The other night on Groomer Has It, one of the contestants used corn starch to loosen mats without water. It worked great. Good luck.

P.S, I finally gave Smarty a puppy cut, I could not stand the look in her eyes any longer


----------



## juliav (Nov 21, 2006)

SMARTY said:


> great.
> P.S, I finally gave Smarty a puppy cut, I could not stand the look in her eyes any longer


All I can say is: "pictures please!!!!"


----------



## marjrc (Jan 13, 2007)

Sorry to hear about your dilemma, Janan! I was there too, just before Ricky turned 1 and I decided to give him a good trim myself. I had to. The mats were horrendous and he has such very thick hair and way too much of it. It was torture for both of us. 

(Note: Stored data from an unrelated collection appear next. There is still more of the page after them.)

use crate::scenario::{self, NodeKindSpec, ScenarioError, ScenarioSpec};
use crate::sim::{NodeId, SimTime};

const SCENARIO: &str = r#"
{
    "schema_version": 1,
    "meta": { "name": "two sources and a pool" },
    "engine": { "threads": 2 },
    "window": 10,
    "until": 25,
    "nodes": [
        { "id": "pump-a", "kind": "failure_source", "up": 10, "down": 5 },
        { "id": "pump-b", "kind": "failure_source", "up": 12, "down": 3, "offset": 1 },
        { "id": "station", "kind": "any_gate" },
        { "id": "alarms", "kind": "counter", "types": ["FAIL"] },
        { "id": "crew-1", "kind": "requester", "at": [2], "hold": 3 },
        { "id": "crew-2", "kind": "requester", "at": [2], "hold": 3 },
        { "id": "depot", "kind": "resource_pool", "capacity": 1 }
    ],
    "subscriptions": [
        { "from": "pump-a", "to": "station" },
        { "from": "pump-b", "to": "station" },
        { "from": "station", "to": "alarms" },
        { "from": "crew-1", "to": "depot" },
        { "from": "crew-2", "to": "depot" }
    ]
}
"#;

#[test]
fn scenario_json_parses_node_kinds() {
    let spec = ScenarioSpec::from_json(SCENARIO).expect("parse scenario");
    assert_eq!(spec.nodes.len(), 7);
    assert_eq!(
        spec.nodes[1].kind,
        NodeKindSpec::FailureSource {
            up: 12,
            down: 3,
            offset: Some(1),
        }
    );
    assert_eq!(spec.nodes[2].kind, NodeKindSpec::AnyGate {});
    assert_eq!(
        spec.nodes[3].kind,
        NodeKindSpec::Counter {
            types: Some(vec!["FAIL".to_string()]),
        }
    );
    let engine = spec.engine.as_ref().expect("engine config");
    assert_eq!(engine.threads, 2);
    assert_eq!(engine.history_len, crate::node::runtime::DEFAULT_HISTORY_LEN);
    assert_eq!(
        spec.meta.as_ref().and_then(|m| m.name.as_deref()),
        Some("two sources and a pool")
    );
}

#[test]
fn window_targets_end_exactly_at_until() {
    let spec = ScenarioSpec::from_json(SCENARIO).expect("parse scenario");
    let targets: Vec<SimTime> = spec.window_targets().collect();
    assert_eq!(targets, vec![SimTime(10), SimTime(20), SimTime(25)]);
}

#[test]
fn scenario_runs_and_summarizes_each_node() {
    let spec = ScenarioSpec::from_json(SCENARIO).expect("parse scenario");
    let mut engine = spec.build().expect("build");
    for target in spec.window_targets() {
        engine.evaluate(target).expect("evaluate");
    }
    assert_eq!(engine.clock(), SimTime(25));

    let summaries = scenario::summarize(&spec, &engine);
    assert_eq!(summaries.len(), 7);
    let depot = summaries
        .iter()
        .find(|s| s.id == "depot")
        .expect("depot summary");
    assert_eq!(depot.kind, "resource_pool");
    assert!(depot.stats.contains(&("grants".to_string(), "2".to_string())));
    assert!(depot.line().starts_with("node id=depot kind=resource_pool grants=2"));

    let alarms = summaries
        .iter()
        .find(|s| s.id == "alarms")
        .expect("alarms summary");
    assert!(alarms.stats.contains(&("count.FAIL".to_string(), "2".to_string())));
    assert!(!alarms.stats.iter().any(|(k, _)| k == "count.REPAIR"));

    let copy = spec.build().expect("rebuild");
    assert_eq!(copy.configuration_digest(), engine.configuration_digest());
    assert_eq!(
        copy.dependencies(&NodeId::new("station")).expect("station"),
        vec![NodeId::new("pump-a"), NodeId::new("pump-b")]
    );
}

#[test]
fn scenario_rejects_bad_headers_and_wiring() {
    let bad_schema = SCENARIO.replace("\"schema_version\": 1", "\"schema_version\": 9");
    assert!(matches!(
        ScenarioSpec::from_json(&bad_schema),
        Err(ScenarioError::Schema(9))
    ));

    let bad_window = SCENARIO.replace("\"window\": 10", "\"window\": 0");
    assert!(matches!(
        ScenarioSpec::from_json(&bad_window),
        Err(ScenarioError::Invalid(_))
    ));

    assert!(matches!(
        ScenarioSpec::from_json("{ not json"),
        Err(ScenarioError::Parse(_))
    ));

    let dangling = SCENARIO.replace(
        "{ \"from\": \"station\", \"to\": \"alarms\" }",
        "{ \"from\": \"station\", \"to\": \"nowhere\" }",
    );
    let spec = ScenarioSpec::from_json(&dangling).expect("parse scenario");
    assert!(matches!(spec.build(), Err(ScenarioError::Usage(_))));
}
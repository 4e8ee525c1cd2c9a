//! 演示节点
//!
//! 基于内核契约编写的参考客户端节点：周期性失效源、资源请求者、
//! 容量受限的资源池、或门风险传播与计数 sink。场景文件与 CLI 都用它们搭图。

mod counter;
mod gate;
mod pool;
mod requester;
mod source;

pub use counter::Counter;
pub use gate::AnyGate;
pub use pool::ResourcePool;
pub use requester::Requester;
pub use source::FailureSource;

pub const FAIL: &str = "FAIL";
pub const REPAIR: &str = "REPAIR";
pub const REQUEST: &str = "REQUEST";
pub const GRANT: &str = "GRANT";
pub const RETURN: &str = "RETURN";
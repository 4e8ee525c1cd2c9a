//! 仿真核心值类型
//!
//! 此模块包含仿真时间、时间窗口、事件以及事件的规范顺序。

// 子模块声明
mod event;
mod ordering;
mod time;

// 重新导出公共接口
pub use event::{Event, EventKey, EventType, Magnitude, NodeId};
pub use ordering::{EventOrdering, TypeOrder};
pub use time::{SimTime, Window};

If you can hang in there - or if Cooper can - then go at it slowly, but surely. Have you tried cutting out some of the mats? A somewhat choppy, scruffy look might be a much better thing than an actual shave down if you think about it. You can cut at the mats very carefully, and even use the scissors to cut through a mat, brushing out the rest of it. I have no qualms about doing that as it definitely saves effort on both our parts. 

Good luck!


----------



## imamurph (Apr 15, 2008)

Janan...

Due to my mom's failing health I haven't been brushing 
Sophie and Gabriel as much, so I have had to deal with matting (Gabe more than Sophie)
Anyway, I use this spray product called "Wispering Mist" that REALLY helps work the matts out..plus it conditons the coat and smells good.

You can buy it on Amazon..or here is another site. I used it on Gabe the other day and was really surprised at how much easier it was to brush him and get those nasty matts out.. Has anyone else on the forum tried this??

http://www.cherrybrook.com/index.cf...e/Ring_5_Whispering_Mist_Coat_Spray_8_oz_pump


----------



## Pixiesmom (Jul 31, 2008)

We are going through this now too.
My groomer does work Pixie's mats out. The first time they were horrendous and it took her forever to get them out. I felt soo guilty for putting them both through that (and I thought I was going such a great job). I got more comfortable with it and better at it, and last week when I brought her in she was much better, with only one on her chest. I know what you mean about not wanting to put them through the dematting. I decided to get her scissored down a bit. It's not a puppy cut, and still holds mats, but it is easier on both of us.


----------



## SMARTY (Apr 19, 2007)

juliav said:


> All I can say is: "pictures please!!!!"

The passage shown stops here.